A gay person shouldn't have been so out about their orientation and made people uncomfortable, even though straight people get to mention their partners and blatantly engage in couple-centric behavior without making anyone uncomfortable; it's their own fault if they are targeted for harassment and violence, because they could have just stayed in the closet about such a private thing. A mentally ill person shouldn't have disclosed their status if they wanted people to trust them; it's totally fine to ignore their wishes or violate their boundaries if they're in a public space, because the rest of us can't be expected to accommodate them. A trans woman shouldn't make other people deal with her presence in their restrooms--it's her fault if she gets assaulted. A person who doesn't speak English should have learned the language if they wanted access to services and awareness of rights, so they don't deserve equal treatment if they didn't have the English language skills to demand it.

The only people who deserve respect and right to life/liberty/happiness, according to this narrative, are the people who are in power or have the ability to look enough like people in power. If you look like the people who hold the reins, there are no "extra" expectations before you're allowed to walk unmolested in this world. For instance, there's been some talk about women in male-dominated fields being "too sensitive" if they "let" various things like sexist policies, sexual harassment, consistent discouragement, lack of respect, greater difficulty in being trusted, often lower pay, and daily experience as a minority in the workplace "get to them" and push them out of the field. How weak they must be, some cry. They don't deserve to be there if they can't "deal with" this oppressive experience that the men in that field don't have to tolerate at all. They are to blame for not handling it right, rather than having any conversation at all about the people creating that environment. It's not just there like furniture. People. Are. Actively. Making. It. That. Way. So we need to stop excusing them, stop asking the people experiencing oppression and aggression to tolerate it differently and making themselves into victims, and stop pretending the issues raised by marginalized people are imaginary.

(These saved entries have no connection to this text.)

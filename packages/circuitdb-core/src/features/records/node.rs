use crate::errors::{ensure_invariant, Result};
use crate::features::identity::{NodeId, NodeProtoId};
use crate::shared::models::{
    check_vars, no_vars, with_var, without_var, Name, Orientation, Point, Rect, VarList, Variable,
};

/// Node instance inside a cell
#[derive(Debug, Clone, PartialEq)]
pub struct ImmutableNodeInst {
    pub node_id: NodeId,
    pub proto_id: NodeProtoId,
    pub name: Name,
    pub anchor: Point,
    pub orient: Orientation,
    /// Width and height before orientation; zero for subcell instances
    pub size: Point,
    pub flags: u32,
    pub vars: VarList,
}

impl ImmutableNodeInst {
    pub fn new(
        node_id: NodeId,
        proto_id: NodeProtoId,
        name: Name,
        anchor: Point,
        orient: Orientation,
        size: Point,
    ) -> Self {
        Self {
            node_id,
            proto_id,
            name,
            anchor,
            orient,
            size,
            flags: 0,
            vars: no_vars(),
        }
    }

    pub fn with_name(&self, name: Name) -> Self {
        Self {
            name,
            ..self.clone()
        }
    }

    pub fn with_anchor(&self, anchor: Point) -> Self {
        Self {
            anchor,
            ..self.clone()
        }
    }

    pub fn with_orient(&self, orient: Orientation) -> Self {
        Self {
            orient,
            ..self.clone()
        }
    }

    pub fn with_size(&self, size: Point) -> Self {
        Self {
            size,
            ..self.clone()
        }
    }

    pub fn with_flags(&self, flags: u32) -> Self {
        Self {
            flags,
            ..self.clone()
        }
    }

    pub fn with_var(&self, var: Variable) -> Self {
        Self {
            vars: with_var(&self.vars, var),
            ..self.clone()
        }
    }

    pub fn without_var(&self, key: &str) -> Self {
        Self {
            vars: without_var(&self.vars, key),
            ..self.clone()
        }
    }

    /// Extent in the parent's coordinates
    pub fn bounds(&self) -> Rect {
        let (w, h) = if self.orient.swaps_axes() {
            (self.size.y, self.size.x)
        } else {
            (self.size.x, self.size.y)
        };
        Rect::centered(self.anchor, w, h)
    }

    pub fn check(&self) -> Result<()> {
        ensure_invariant!(
            self.size.x >= 0 && self.size.y >= 0,
            "{} {} has negative size {:?}",
            self.node_id,
            self.name,
            self.size
        );
        if self.proto_id.is_cell() {
            ensure_invariant!(
                self.size == Point::ORIGIN,
                "subcell instance {} {} must have zero size",
                self.node_id,
                self.name
            );
        }
        check_vars(&self.vars)
    }
}

#[cfg(test)]
mod tests {
    use super::*;
    use crate::features::identity::IdManager;

    fn inst(ids: &IdManager, proto_is_cell: bool, size: Point) -> ImmutableNodeInst {
        let proto: NodeProtoId = if proto_is_cell {
            ids.get_or_create_cell_id("lib", "sub").unwrap().into()
        } else {
            ids.get_or_create_tech_id("t")
                .unwrap()
                .get_or_create_primitive_node_id("p", &["a"])
                .unwrap()
                .into()
        };
        ImmutableNodeInst::new(
            NodeId(0),
            proto,
            Name::new("n0").unwrap(),
            Point::new(10, 20),
            Orientation::R90,
            size,
        )
    }

    #[test]
    fn test_bounds_swap_axes() {
        let ids = IdManager::new();
        let node = inst(&ids, false, Point::new(4, 2));
        let b = node.bounds();
        assert_eq!(b.width(), 2);
        assert_eq!(b.height(), 4);
        assert_eq!(node.with_orient(Orientation::R0).bounds().width(), 4);
    }

    #[test]
    fn test_self_check() {
        let ids = IdManager::new();
        assert!(inst(&ids, false, Point::new(4, 2)).check().is_ok());
        assert!(inst(&ids, false, Point::new(-1, 2)).check().is_err());
        assert!(inst(&ids, true, Point::ORIGIN).check().is_ok());
        assert!(inst(&ids, true, Point::new(1, 1)).check().is_err());
    }

    #[test]
    fn test_with_copies_leave_original() {
        let ids = IdManager::new();
        let node = inst(&ids, false, Point::new(4, 2));
        let moved = node.with_anchor(Point::ORIGIN);
        assert_eq!(node.anchor, Point::new(10, 20));
        assert_eq!(moved.anchor, Point::ORIGIN);
        assert_eq!(moved.name, node.name);
    }
}
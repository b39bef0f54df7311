//! Error types for circuitdb-storage

use std::fmt;
use thiserror::Error;

use circuitdb_core::CircuitDbError;

/// Storage error kinds
#[derive(Debug, Clone, Copy, PartialEq, Eq)]
pub enum ErrorKind {
    /// Reading or writing the underlying file / stream
    Io,
    /// Malformed stream: bad tag, truncated data, invalid UTF-8
    Format,
    /// A serialized key does not resolve to a live handle
    Resolution,
    /// Decoded records were rejected by the snapshot
    Validation,
}

impl ErrorKind {
    pub fn as_str(&self) -> &'static str {
        match self {
            ErrorKind::Io => "io",
            ErrorKind::Format => "format",
            ErrorKind::Resolution => "resolution",
            ErrorKind::Validation => "validation",
        }
    }
}

impl fmt::Display for ErrorKind {
    fn fmt(&self, f: &mut fmt::Formatter<'_>) -> fmt::Result {
        write!(f, "{}", self.as_str())
    }
}

/// Storage error type
#[derive(Debug, Error)]
#[error("[{kind}] {message}")]
pub struct StorageError {
    #[source]
    pub source: Option<Box<dyn std::error::Error + Send + Sync>>,
    pub kind: ErrorKind,
    pub message: String,
}

impl StorageError {
    pub fn new(kind: ErrorKind, message: impl Into<String>) -> Self {
        Self {
            kind,
            message: message.into(),
            source: None,
        }
    }

    pub fn with_source(mut self, source: impl std::error::Error + Send + Sync + 'static) -> Self {
        self.source = Some(Box::new(source));
        self
    }

    // Convenience constructors
    pub fn io(message: impl Into<String>) -> Self {
        Self::new(ErrorKind::Io, message)
    }

    pub fn format(message: impl Into<String>) -> Self {
        Self::new(ErrorKind::Format, message)
    }

    pub fn resolution(message: impl Into<String>) -> Self {
        Self::new(ErrorKind::Resolution, message)
    }

    pub fn validation(message: impl Into<String>) -> Self {
        Self::new(ErrorKind::Validation, message)
    }
}

impl From<std::io::Error> for StorageError {
    fn from(err: std::io::Error) -> Self {
        if err.kind() == std::io::ErrorKind::UnexpectedEof {
            StorageError::format(format!("Truncated stream: {}", err)).with_source(err)
        } else {
            StorageError::io(format!("I/O error: {}", err)).with_source(err)
        }
    }
}

impl From<std::string::FromUtf8Error> for StorageError {
    fn from(err: std::string::FromUtf8Error) -> Self {
        StorageError::format(format!("Invalid UTF-8: {}", err)).with_source(err)
    }
}

impl From<CircuitDbError> for StorageError {
    fn from(err: CircuitDbError) -> Self {
        let kind = match err {
            CircuitDbError::InvalidObjectState(_) => ErrorKind::Resolution,
            _ => ErrorKind::Validation,
        };
        StorageError::new(kind, err.to_string()).with_source(err)
    }
}

/// Result type alias
pub type Result<T> = std::result::Result<T, StorageError>;

#[cfg(test)]
mod tests {
    use super::*;
    use std::error::Error;

    #[test]
    fn test_error_display() {
        let err = StorageError::format("bad node tag 9");
        assert_eq!(err.kind, ErrorKind::Format);
        assert_eq!(format!("{}", err), "[format] bad node tag 9");
        assert!(err.source.is_none());
    }

    #[test]
    fn test_truncation_is_format_error() {
        let io_err = std::io::Error::new(std::io::ErrorKind::UnexpectedEof, "eof");
        let err: StorageError = io_err.into();
        assert_eq!(err.kind, ErrorKind::Format);
        assert!(err.source().is_some());

        let io_err = std::io::Error::new(std::io::ErrorKind::PermissionDenied, "denied");
        let err: StorageError = io_err.into();
        assert_eq!(err.kind, ErrorKind::Io);
    }

    #[test]
    fn test_core_error_conversion() {
        let err: StorageError = CircuitDbError::invalid_object_state("unknown cell lib:x").into();
        assert_eq!(err.kind, ErrorKind::Resolution);
        assert!(err.message.contains("lib:x"));

        let err: StorageError = CircuitDbError::invalid_argument("nodes[1] out of order").into();
        assert_eq!(err.kind, ErrorKind::Validation);
    }

    #[test]
    fn test_error_kind_as_str() {
        assert_eq!(ErrorKind::Io.as_str(), "io");
        assert_eq!(ErrorKind::Format.as_str(), "format");
        assert_eq!(ErrorKind::Resolution.as_str(), "resolution");
        assert_eq!(ErrorKind::Validation.as_str(), "validation");
    }
}
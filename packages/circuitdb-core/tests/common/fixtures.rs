//! Test fixtures: a registry plus a small technology

use std::sync::Arc;

use circuitdb_core::{
    ArcProtoId, CellBackup, CellId, IdManager, ImmutableCell, Name, PortProtoId, PrimitiveNodeId, TechId,
    TechPool, Technology,
};

pub struct Fixture {
    pub ids: Arc<IdManager>,
    pub tech: TechId,
    pub pool: Arc<TechPool>,
    /// One port `a`, wipes crossing arcs
    pub pin: PrimitiveNodeId,
    /// Ports `g`, `s`, `d`
    pub nmos: PrimitiveNodeId,
    pub center: PrimitiveNodeId,
    pub wire: ArcProtoId,
    /// Wipable
    pub unrouted: ArcProtoId,
}

impl Fixture {
    pub fn new() -> Self {
        let ids = Arc::new(IdManager::new());
        let tech = Technology::builder("test")
            .cell_center("center")
            .pin("pin", &["a"])
            .primitive("nmos", &["g", "s", "d"])
            .arc("wire")
            .wipable_arc("unrouted")
            .build(&ids)
            .unwrap();

        let tech_id = tech.id().clone();
        let pin = tech_id.find_primitive_node_id("pin").unwrap();
        let nmos = tech_id.find_primitive_node_id("nmos").unwrap();
        let center = tech_id.find_primitive_node_id("center").unwrap();
        let wire = tech_id.find_arc_proto_id("wire").unwrap();
        let unrouted = tech_id.find_arc_proto_id("unrouted").unwrap();

        Self {
            ids,
            tech: tech_id,
            pool: Arc::new(TechPool::new().with_tech(tech)),
            pin,
            nmos,
            center,
            wire,
            unrouted,
        }
    }

    pub fn pin_port(&self) -> PortProtoId {
        self.pin.port(0).unwrap().into()
    }

    pub fn nmos_port(&self, port: &str) -> PortProtoId {
        self.nmos.find_port(port).unwrap().into()
    }

    pub fn cell_record(&self, cell_id: &CellId) -> Arc<ImmutableCell> {
        Arc::new(
            ImmutableCell::new(
                cell_id.clone(),
                Name::new(&cell_id.key().cell_name).unwrap(),
                1_700_000_000_000,
            )
            .with_tech(self.tech.clone()),
        )
    }

    /// New cell `lib:name` and its empty backup
    pub fn cell(&self, name: &str) -> (CellId, Arc<CellBackup>) {
        let cell_id = self.ids.new_cell_id("lib", name).unwrap();
        let record = (*self.cell_record(&cell_id)).clone();
        let backup = CellBackup::empty(record, Arc::clone(&self.pool)).unwrap();
        (cell_id, backup)
    }
}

Instead of asking victims to stop making it so easy to hurt them, we need to ask people to stop hurting them and spinning it as the natural result of them existing while being so hurtable. Perpetrators of violence and upholders of prejudice are not blameless chess pieces being moved by victims provoking them to commit those atrocities. Do not ask what the suffering person could have or should have done differently when the problem would not exist if people in power stopped coding them as deserving it.